What movies are you going to watch later this year?
For me:
Annabelle comes home
Detective Pikachu
Frozen 2


----------



## Phil loves classical (Feb 8, 2017)

Avengers: Endgame. I'm getting tired of following the Marvel Universe and super hero movies in general, and hoping that will wrap it up for me.


----------



## Red Terror (Dec 10, 2018)

Phil loves classical said:


> Avengers: Endgame. I'm getting tired of following the Marvel Universe and super hero movies in general, and hoping that will wrap it up for me.


I'll be watching it just because Josh Brolin is awesome as Thanos.


----------



## bharbeke (Mar 4, 2013)

Star Wars: Episode IX
Frozen 2
Spider-Man: Far From Home

There's a bunch more, but those are the top ones.


----------



## Huilunsoittaja (Apr 6, 2010)

Endgame
Spiderman: Far from Home
LION KING (yeah you guys forgot about this one!)
Toy Story 4
Downton Abbey movie
Star Wars Episode IX

Some possibilities:
Shazam (this weekend, cuz rave reviews)
Aladdin
Frozen 2

This year is nuts, especially for Disney.


----------



## Totenfeier (Mar 11, 2016)

I'm not sure I'd say I'm _looking forward_ to Star Wars Episode IX; I'm more gritting my teeth and bracing myself for it.


----------



## Huilunsoittaja (Apr 6, 2010)

Totenfeier said:


> I'm not sure I'd say I'm _looking forward_ to Star Wars Episode IX; I'm more gritting my teeth and bracing myself for it.

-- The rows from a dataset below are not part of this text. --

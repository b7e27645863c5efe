//! Reactive Tables
//!
//! A document store on top of SQL with indexed search and live queries.
//!
//! # Concepts
//!
//! ## Table
//!
//! A [`Table`] holds serde documents of one type as JSON text, keyed either
//! by a field of the document or by the row id. Fields can be indexed with
//! expression indexes or full-text (FTS5) indexes.
//!
//! ## Where
//!
//! A [`Where`] filters documents. It is compiled to parameterized SQL, so
//! field paths are validated and values are never spliced into statements.
//!
//! ## Live Queries
//!
//! A [`LiveQuery`] is a search whose rows are kept in a reactive
//! [`State`](crate::reactive::State). Writes made through the table re-run
//! only the live queries they can affect.
//!
//! ## Backend
//!
//! SQL runs through the [`Backend`] trait. With the `sqlite` feature (on by
//! default) [`SqliteBackend`] provides one over `rusqlite`.

mod backend;
mod config;
mod document;
mod live;
mod schema;
mod search;
#[cfg(feature = "sqlite")]
mod sqlite;
#[allow(clippy::module_inception)]
mod table;
mod where_clause;

pub use backend::{Backend, ExecResult, Row, Statement};
pub use config::{validate_identifier, validate_path, IndexSpec, KeyType, TableConfig, Tokenizer};
pub use document::{Document, RowKey};
pub use live::{LiveQuery, Mutation, ScheduleId};
pub use search::{Order, SearchOptions};
#[cfg(feature = "sqlite")]
pub use sqlite::SqliteBackend;
pub use table::{BatchOutcome, Group, SetOutcome, Table, KEY_CHUNK_SIZE};
pub use where_clause::{Condition, Where};
use std::fs::File;
use std::io::{self, BufWriter, Write};
use std::path::PathBuf;
use std::process::ExitCode;

use clap::Parser;
use itertools::Itertools;
use log::{error, info};
use mffc::{mffc, Aig, ConeSupport, EdgePolicy, GraphAig, MffcConfig, NodeId, Traversal};

/// Report the maximum fanout-free cone of every AND gate in an AIGER file
#[derive(Parser, Debug)]
#[command(author, version, about, long_about = None)]
struct Args {
    /// ASCII AIGER file to read
    file: PathBuf,

    /// Collect at most this many cone nodes per gate
    #[arg(short, long)]
    cut: Option<usize>,

    /// Do not walk through inverted edges
    #[arg(short, long, default_value_t = false)]
    stop_at_complement: bool,

    /// Walk with an explicit stack instead of recursion
    #[arg(short, long, default_value_t = false)]
    iterative: bool,

    /// Only report cones with at least this many nodes
    #[arg(short, long, default_value_t = 1)]
    min_size: usize,

    /// Write the network as graphviz, highlighting the largest cone
    #[arg(short, long)]
    dot: Option<PathBuf>,

    /// Log at debug level unless RUST_LOG says otherwise
    #[arg(short, long, default_value_t = false)]
    verbose: bool,
}

impl Args {
    fn config(&self) -> MffcConfig {
        let mut config = MffcConfig::new();
        if self.stop_at_complement {
            config = config.with_policy(EdgePolicy::StopAtComplement);
        }
        if self.iterative {
            config = config.with_traversal(Traversal::Iterative);
        }
        if let Some(cut) = self.cut {
            config = config.with_cut_limit(cut);
        }
        config
    }
}

fn label(aig: &Aig, node: NodeId) -> String {
    aig.name(node).map_or_else(|| node.to_string(), str::to_owned)
}

fn report(mut out: impl Write, aig: &Aig, node: NodeId, found: &ConeSupport) -> io::Result<()> {
    writeln!(
        out,
        "Node = {} : Supp = {}  Cone = {}  ( {} )",
        label(aig, node),
        found.support.len(),
        found.cone.len(),
        found.cone.iter().map(|&member| label(aig, member)).join(" ")
    )
}

fn run(args: &Args) -> mffc::Result<()> {
    let config = args.config();
    let mut aig = Aig::from_aiger_file(&args.file)?;
    aig.check_fanouts()?;

    let ands = aig.iter_ands().collect::<Vec<_>>();
    let cones = ands
        .into_iter()
        .map(|node| (node, mffc(&mut aig, node, &config)))
        .collect::<Vec<_>>();

    let stdout = io::stdout();
    let mut out = BufWriter::new(stdout.lock());
    let mut reported = 0;
    for (node, found) in cones.iter().filter(|(_, found)| found.cone.len() >= args.min_size) {
        report(&mut out, &aig, *node, found)?;
        reported += 1;
    }
    out.flush()?;

    let total = cones.iter().map(|(_, found)| found.cone.len()).sum::<usize>();
    info!("{} of {} gates reported, {} cone nodes in total", reported, cones.len(), total);

    if let Some(path) = &args.dot {
        let largest = cones.iter().max_by_key(|(_, found)| found.cone.len());
        let highlight = largest.map(|(_, found)| found.cone.as_slice()).unwrap_or_default();
        if let Some((node, found)) = largest {
            info!("largest cone: {} with {} nodes", label(&aig, *node), found.cone.len());
        }
        let graph = GraphAig::from(&aig);
        graph.to_graphviz(BufWriter::new(File::create(path)?), highlight)?;
    }

    Ok(())
}

fn main() -> ExitCode {
    let args = Args::parse();
    let level = if args.verbose { "debug" } else { "info" };
    env_logger::Builder::from_env(env_logger::Env::default().default_filter_or(level)).init();

    match run(&args) {
        Ok(()) => ExitCode::SUCCESS,
        Err(err) => {
            error!("{}: {}", args.file.display(), err);
            ExitCode::FAILURE
        }
    }
}
use crate::node::NodeId;

/// Live-parent counters, one per node.
///
/// Counts only move through balanced increments and decrements. Decrementing a
/// count that is already zero means an earlier walk was unbalanced, so it
/// panics instead of clamping.
#[derive(Clone, Debug, Default, PartialEq, Eq)]
pub struct FanoutCounts(Vec<u32>);

impl FanoutCounts {
    /// Create an empty store.
    #[must_use]
    pub const fn new() -> Self {
        Self(Vec::new())
    }

    /// Number of nodes tracked.
    #[must_use]
    pub fn len(&self) -> usize {
        self.0.len()
    }

    /// Returns true if no nodes are tracked.
    #[must_use]
    pub fn is_empty(&self) -> bool {
        self.0.is_empty()
    }

    /// Grow the store so that `len` nodes are tracked. New nodes start with no parents.
    pub fn resize(&mut self, len: usize) {
        if len > self.0.len() {
            self.0.resize(len, 0);
        }
    }

    /// Returns the number of live parents of `node`.
    #[must_use]
    pub fn count(&self, node: NodeId) -> u32 {
        self.0[node.index()]
    }

    /// Add a parent to `node`, returning the count before the increment.
    pub fn increment(&mut self, node: NodeId) -> u32 {
        let count = &mut self.0[node.index()];
        let previous = *count;
        *count += 1;
        previous
    }

    /// Remove a parent from `node`, returning the count after the decrement.
    ///
    /// # Panics
    ///
    /// Panics if `node` has no live parents.
    pub fn decrement(&mut self, node: NodeId) -> u32 {
        let count = &mut self.0[node.index()];
        assert!(*count > 0, "fanout count of {} underflowed: dereferenced with no live parents", node);
        *count -= 1;
        *count
    }

    /// All counts, indexed by node.
    #[must_use]
    pub fn as_slice(&self) -> &[u32] {
        &self.0
    }
}
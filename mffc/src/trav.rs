use crate::node::NodeId;

/// Traversal generations: O(1) "visited in this query" marks.
///
/// Instead of clearing a visited flag on every node between queries, each node
/// remembers the generation it was last visited in. Advancing the network-wide
/// generation invalidates every mark at once.
#[derive(Clone, Debug, PartialEq, Eq)]
pub struct TravIds {
    current: u32,
    stamps: Vec<u32>,
}

impl Default for TravIds {
    fn default() -> Self {
        Self::new()
    }
}

impl TravIds {
    /// Create an empty store. Generation 0 is never current, so fresh nodes are unvisited.
    #[must_use]
    pub const fn new() -> Self {
        Self {
            current: 1,
            stamps: Vec::new(),
        }
    }

    /// Grow the store so that `len` nodes are tracked.
    pub fn resize(&mut self, len: usize) {
        if len > self.stamps.len() {
            self.stamps.resize(len, 0);
        }
    }

    /// The current generation.
    #[must_use]
    pub const fn current(&self) -> u32 {
        self.current
    }

    /// Start a new generation, returning it.
    ///
    /// When the counter would wrap, every stamp is cleared and counting restarts.
    pub fn advance(&mut self) -> u32 {
        if self.current == u32::MAX {
            self.stamps.iter_mut().for_each(|stamp| *stamp = 0);
            self.current = 1;
        } else {
            self.current += 1;
        }
        self.current
    }

    /// The generation `node` was last marked in.
    #[must_use]
    pub fn stamp(&self, node: NodeId) -> u32 {
        self.stamps[node.index()]
    }

    /// Returns true if `node` was marked in the current generation.
    #[must_use]
    pub fn is_current(&self, node: NodeId) -> bool {
        self.stamps[node.index()] == self.current
    }

    /// Mark `node` as visited in the current generation.
    pub fn mark(&mut self, node: NodeId) {
        self.stamps[node.index()] = self.current;
    }

    /// Forget any mark on `node`.
    pub fn unmark(&mut self, node: NodeId) {
        self.stamps[node.index()] = 0;
    }
}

Understandable. It could be a huge surprise (like Revenge of the Sith), or the last nail in the coffin of Star Wars. For Star Wars to just become a relic of enjoyment and not something worth exploring into new territory, that is a death.


----------



## Tchaikov6 (Mar 30, 2016)

Once Upon a Time in Hollywood and Toy Story 4 are the ones on my radar right now.


----------